Print version ISSN 1413-8670On-line version ISSN 1678-4391

Braz J Infect Dis vol.11  suppl.1 Salvador Oct. 2007

http://dx.doi.org/10.1590/S1413-86702007000700021 

Treatment options in the management of thrombocytopenia in patients infected with HCV

 

 

André Cosme de Oliveira

Liver Transplant Section of the Clinical Hospital of University of São Paulo School of Medicine (HC-FMUSP); São Paulo, SP, Brazil

 

 

Thrombocytopenia (platelet count < 80,000/mm3) in patients with chronic hepatitis has been associated with two factors: the first is hypersplenism resulting from splenomegaly in portal hypertension [1]. The spleen continuously sequesters one-third of circulating platelets, so that splenomegaly increases the fraction of platelets trapped in the splenic sinusoids, especially when resulting from passive congestion or an increase in venous portal pressure [1]. Hypersplenism seems to be the most common cause of thrombocytopenia associated with liver cirrhosis and portal hypertension.

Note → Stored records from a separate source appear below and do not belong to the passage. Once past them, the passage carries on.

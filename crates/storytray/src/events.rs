use crate::config::Config;

#[derive(Debug, Clone, PartialEq)]
pub enum AppEvent {
    StartLoading,
    StopLoading,
    ToggleLoading,
    /// The config file changed and still describes a valid tray.
    ConfigReload(Box<Config>),
    /// The config file changed but cannot be used; the reason.
    ConfigInvalid(String),
}
pub mod config;
pub mod events;
pub mod gui;
pub mod sys;
// ==========================================
// 设备维护日志系统 - 应用层
// ==========================================
// 职责: 启动装配,连接展示层与后端
// ==========================================

pub mod state;

// 重导出
pub use state::{get_default_config_path, AppState, DEFAULT_CONFIG_FILE};
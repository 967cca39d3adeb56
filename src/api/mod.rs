// ==========================================
// 设备维护日志系统 - API 层
// ==========================================
// 职责: 展示层调用的业务接口
// 红线: 展示层不得自行计算 OEE
// ==========================================

pub mod error;
pub mod maintenance_api;

// 重导出核心类型
pub use error::{ApiError, ApiResult, ErrorResponse};
pub use maintenance_api::{HistoryView, MaintenanceApi, SubmitLogRequest, SubmitLogResponse};
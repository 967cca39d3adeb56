// ==========================================
// 设备维护日志系统 - 领域模型层
// ==========================================
// 职责: 定义领域实体、类型、字段校验规则
// 红线: 不含文件访问逻辑,不含报表逻辑
// ==========================================

pub mod error;
pub mod maintenance_record;
pub mod types;

// 重导出核心类型
pub use error::{ValidationError, ValidationResult};
pub use maintenance_record::{
    compute_oee, validate_operator_id, MaintenanceRecord, DOWNTIME_MINUTES_MAX,
    OPERATOR_ID_MAX_CHARS, RUNTIME_HOURS_MAX,
};
pub use types::{Issue, MachinePair, Shift};
// ==========================================
// 设备维护日志系统 - 维护记录领域模型
// ==========================================
// 一条记录 = 一次提交的班次维护日志
// 红线: OEE 只能由运行时间/停机时间计算，不接受直接录入
// 红线: 记录追加后不可修改
// ==========================================

use crate::domain::error::{ValidationError, ValidationResult};
use crate::domain::types::{Issue, Shift};
use chrono::NaiveDate;
use serde::{Deserialize, Serialize};

/// 操作员ID最大长度
pub const OPERATOR_ID_MAX_CHARS: usize = 10;

/// 单班运行时间上限 (小时)
pub const RUNTIME_HOURS_MAX: f64 = 8.0;

/// 单班停机时间上限 (分钟)
pub const DOWNTIME_MINUTES_MAX: u32 = 120;

// ==========================================
// OEE 计算
// ==========================================

/// 计算简化 OEE (%)
///
/// `100 - downtime / (runtime * 60 + downtime) * 100`，四舍五入到 2 位小数。
/// 运行与停机均为 0 时计划时间为 0，按 0.00 处理。
pub fn compute_oee(runtime_hours: f64, downtime_minutes: u32) -> f64 {
    let downtime = downtime_minutes as f64;
    let planned_minutes = runtime_hours * 60.0 + downtime;
    if planned_minutes <= 0.0 {
        return 0.0;
    }
    round2(100.0 - downtime / planned_minutes * 100.0)
}

fn round2(value: f64) -> f64 {
    (value * 100.0).round() / 100.0
}

// ==========================================
// MaintenanceRecord - 维护记录
// ==========================================
#[derive(Debug, Clone, PartialEq, Serialize, Deserialize)]
pub struct MaintenanceRecord {
    pub date: NaiveDate,        // 日期
    pub shift: Shift,           // 班次
    pub machine: String,        // 机组 ("Press 40 & Wrapper 41")
    pub operator_id: String,    // 操作员ID
    pub runtime_hours: f64,     // 运行时间 (小时)
    pub downtime_minutes: u32,  // 停机时间 (分钟)
    pub oee_percent: f64,       // OEE (%)，由 compute_oee 得出
    pub issue: Issue,           // 故障类型
    pub fix: String,            // 处理措施
}

impl MaintenanceRecord {
    /// 创建维护记录（校验字段并计算 OEE）
    ///
    /// # 返回
    /// - Ok(MaintenanceRecord): 通过校验的记录
    /// - Err(ValidationError): 任一字段越界或故障/措施不匹配
    pub fn new(
        date: NaiveDate,
        shift: Shift,
        machine: impl Into<String>,
        operator_id: impl Into<String>,
        runtime_hours: f64,
        downtime_minutes: u32,
        issue: Issue,
        fix: impl Into<String>,
    ) -> ValidationResult<Self> {
        let record = Self {
            date,
            shift,
            machine: machine.into(),
            operator_id: operator_id.into(),
            runtime_hours,
            downtime_minutes,
            oee_percent: compute_oee(runtime_hours, downtime_minutes),
            issue,
            fix: fix.into(),
        };
        record.validate()?;
        Ok(record)
    }

    /// 按运行/停机时间重新计算的 OEE
    pub fn expected_oee(&self) -> f64 {
        compute_oee(self.runtime_hours, self.downtime_minutes)
    }

    /// 校验全部字段取值
    pub fn validate(&self) -> ValidationResult<()> {
        if self.machine.trim().is_empty() {
            return Err(ValidationError::MachineMissing);
        }
        check_trimmed("machine", &self.machine)?;

        validate_operator_id(&self.operator_id)?;

        if !(0.0..=RUNTIME_HOURS_MAX).contains(&self.runtime_hours) {
            return Err(ValidationError::ValueRangeError {
                field: "runtime_hours".to_string(),
                value: self.runtime_hours,
                min: 0.0,
                max: RUNTIME_HOURS_MAX,
            });
        }

        if self.downtime_minutes > DOWNTIME_MINUTES_MAX {
            return Err(ValidationError::ValueRangeError {
                field: "downtime_minutes".to_string(),
                value: self.downtime_minutes as f64,
                min: 0.0,
                max: DOWNTIME_MINUTES_MAX as f64,
            });
        }

        self.issue.check_fix(&self.fix)?;

        let expected = self.expected_oee();
        if self.oee_percent != expected {
            return Err(ValidationError::OeeMismatch {
                expected,
                actual: self.oee_percent,
            });
        }

        Ok(())
    }
}

/// 校验操作员ID: 非空、无首尾空白且不超过 10 个字符
pub fn validate_operator_id(operator_id: &str) -> ValidationResult<()> {
    if operator_id.trim().is_empty() {
        return Err(ValidationError::OperatorIdMissing);
    }
    check_trimmed("operator_id", operator_id)?;
    if operator_id.chars().count() > OPERATOR_ID_MAX_CHARS {
        return Err(ValidationError::OperatorIdTooLong {
            value: operator_id.to_string(),
            max: OPERATOR_ID_MAX_CHARS,
        });
    }
    Ok(())
}

// CSV 读取时会去除首尾空白，写入的值必须已去除
fn check_trimmed(field: &str, value: &str) -> ValidationResult<()> {
    if value.trim() != value {
        return Err(ValidationError::UntrimmedField {
            field: field.to_string(),
            value: value.to_string(),
        });
    }
    Ok(())
}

The second mechanism is related to the decreased production of thrombopoietin, a hormone produced by hepatocytes, which regulates the development of the megakaryocyte. In cirrhosis, due to the reduction in the mass of functioning hepatocytes, there can be a reduction of thrombopoiesis in the bone marrow, leading to thrombocytopenia in the peripheral blood [1].

In some situations, patients who are otherwise eligible for HCV treatment with interferon and ribavirin cannot be so treated because their platelets counts are low, which jeopardizes the treatment [2,3].

Nevertheless, hepatitis C patients treated with interferon and ribavirin also present a drop in the platelet count as a side effect [2,3].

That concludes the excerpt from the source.